Battle-poetry by combat veterans

In his classic essay on Kipling, George Orwell noted that “Like most people capable of writing battle poetry, Kipling had never been in battle . . .” One of those obvious and important things that seems to escape general notice until someone almost offhandedly points it out. The only counter-example I can think of is “The Ballad of the Green Berets,” which is, not to put too fine a point on it, crap. Are there any more worthwhile examples?

Whoa. I know this sounds presumptious, but I’m disagreeing with the great Orwell. Have you read any of the famed English WWI poets? Nearly all had seen terrible combat in the trenches. Check out any anthology of War Poetry (we have 3 different ones in our high school library alone) and there you will find many many poems about warfare written by men [probably women too] that have indeed seen combat.

Maybe I misread your post.

No, I just don’t know about the poets to whom you’re referring. Any quotes (of lengths acceptable to the Mods)?

This may not count, but JRRT had a few battle-poems in LoTR, and he was a combat vet in WW1.

Dulce et Decorum Est by Wilfred Owen, combat casualty of WWI.

Good one! I love Wilfred Owen. Anthem For Doomed Youth (thanks for the linky!) is another favorite of mine.

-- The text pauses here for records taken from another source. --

//! Dispatch table resolving operations to their handlers.
//!
//! Handlers are registered per `(operation kind, resource type)` pair, so a
//! deployment can expose a type read-write, append-only, or anything in
//! between. Relationship updates have no registration of their own; they
//! dispatch through the `update` entry for their type.

use std::collections::HashMap;
use std::sync::Arc;

use crate::error::{ConfigError, ConfigResult};
use crate::handler::ResourceHandler;
use crate::operation::OperationKind;

#[derive(Debug, Clone, PartialEq, Eq, Hash)]
struct RegistryKey {
    kind: OperationKind,
    resource_type: String,
}

impl RegistryKey {
    fn new(kind: OperationKind, resource_type: impl Into<String>) -> Self {
        Self {
            kind: kind.registry_kind(),
            resource_type: resource_type.into(),
        }
    }
}

/// The set of registered handlers, consulted once per operation.
#[derive(Default)]
pub struct HandlerRegistry {
    handlers: HashMap<RegistryKey, Arc<dyn ResourceHandler>>,
}

impl HandlerRegistry {
    pub fn new() -> Self {
        Self::default()
    }

    /// Register a handler for one `(kind, type)` pair, replacing any
    /// previous registration for that pair.
    pub fn register(
        &mut self,
        kind: OperationKind,
        resource_type: impl Into<String>,
        handler: Arc<dyn ResourceHandler>,
    ) {
        self.handlers
            .insert(RegistryKey::new(kind, resource_type), handler);
    }

    /// Register the same handler for `add`, `update` and `remove` on one
    /// resource type.
    pub fn register_all(&mut self, resource_type: &str, handler: Arc<dyn ResourceHandler>) {
        for kind in [
            OperationKind::Add,
            OperationKind::Update,
            OperationKind::Remove,
        ] {
            self.register(kind, resource_type, Arc::clone(&handler));
        }
    }

    /// Resolve the handler serving an operation.
    ///
    /// Resolution failures are configuration errors: the document was valid,
    /// but this deployment exposes no handler for the pair.
    pub fn resolve(
        &self,
        kind: OperationKind,
        resource_type: &str,
    ) -> ConfigResult<&Arc<dyn ResourceHandler>> {
        self.handlers
            .get(&RegistryKey::new(kind, resource_type))
            .ok_or_else(|| ConfigError::MissingHandler {
                operation: kind,
                resource_type: resource_type.to_string(),
            })
    }

    /// Number of registered `(kind, type)` pairs.
    pub fn len(&self) -> usize {
        self.handlers.len()
    }

    pub fn is_empty(&self) -> bool {
        self.handlers.is_empty()
    }
}

impl std::fmt::Debug for HandlerRegistry {
    fn fmt(&self, f: &mut std::fmt::Formatter<'_>) -> std::fmt::Result {
        let mut keys: Vec<String> = self
            .handlers
            .keys()
            .map(|key| format!("{} {}", key.kind, key.resource_type))
            .collect();
        keys.sort();
        f.debug_struct("HandlerRegistry")
            .field("registrations", &keys)
            .finish()
    }
}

Joyce Kilmer, best known for “Trees,” wrote a couple of poems that could be considered battle-poems; The White Ships and the Red for a friend who died aboard the Lusitania and Mid Ocean in Wartime as he was being shipped to Europe for combat in WWI with the original “Rainbow” division. He would likely have written more, but was killed in the Second Battle of the Marne.

Orwell is normally an insightful writer, but he must have had some sort of lapse when he wrote that. The site pravnik links to has brief bios of many talented veteran war poets, like Owen and Siegfried_Sassoon among others. I can’t believe Orwell overlooked them.

Wilifred Owen, as mentioned. Sigfried Sassoon:

Hodgson:

Then there’s John McCrae, the Canadian Army surgeon who wrote probably the most famous of the World War I poems…

Bertran de Born was a twelfth century troubadour and feudal warlord. He had quite a bit to say about battle. From Pound’s translation of Be.m platz lo gais temps de pascor:

It’s possible Orwell was putting Kipling in a different class of poets from the war veterans. One of the reasons I’m avoiding poetry whenever possible in my graduate work (MA, English Lit) is that I just don’t “get” poetry. The one time I submitted a paper on close reading of a poem, I submitted an 8-page critique of a 17th century sonnet and failed miserably. Orwell, who was a first-class literary scholar, may have been applying a high level of scholarship to poetry, and in that case nothing that really makes any sense would truly qualify as poetry. The poems cited on this thread are wonderful reading, but I’m afraid my professors would judge them unworthy of the English literary canon. It’s a shame – I enjoy them very much.

I like this translation of Born’s poetry:

Dante put him in hell, btw.

Yeah, as a “stirrer of strife.”

I think Sasoon and Owen (2 of the poets I too obliquely referred to in my first post)ARE considered part of the literary canon. Sunrazor, your profs seem a bit narrow in their judgement here.

Ask your professors about Wilfred Owen.

I don’t think that was it. One point of Orwell’s essay on Kipling was to invalidate the distinction some critics had made between “poetry” and “verse” (Kipling’s work falling into the latter category, providing an excuse to admire him on those terms without sacrificing one’s litcred). And practically all of Kipling’s poetry/verse does make sense in the sense I think you’re using the term.

WTF?! No offense to you intended, but I think you are displaying a little ignorance that causes you to misjudge your professors - they’d be very odd if they judged what are held in the UK to be the most significant war poets in the entire English canon (or at least those of the 20th century) “unworthy”.

Add Rupert Brooke to that list - more patriotic, but still significant.

Also, may I recommend the Ghost Road Trilogy by Pat Barker. Fabulously researched and imagined portrayal of the poets’ experiences and motivations.

From said essay:

I don’t know if he was in combat, but the famous final line of Randall Jarrett’s Death of a Ball Turret Gunner was based on something he actually saw in WW2.

I don’t know much about his poetry other than he wrote it (I’ve only read his prose), but Ambrose Bierce was a veteran of some of the fiercest hand-to-hand combat of the Civil War. Might wanna see if any of his poems were battle related.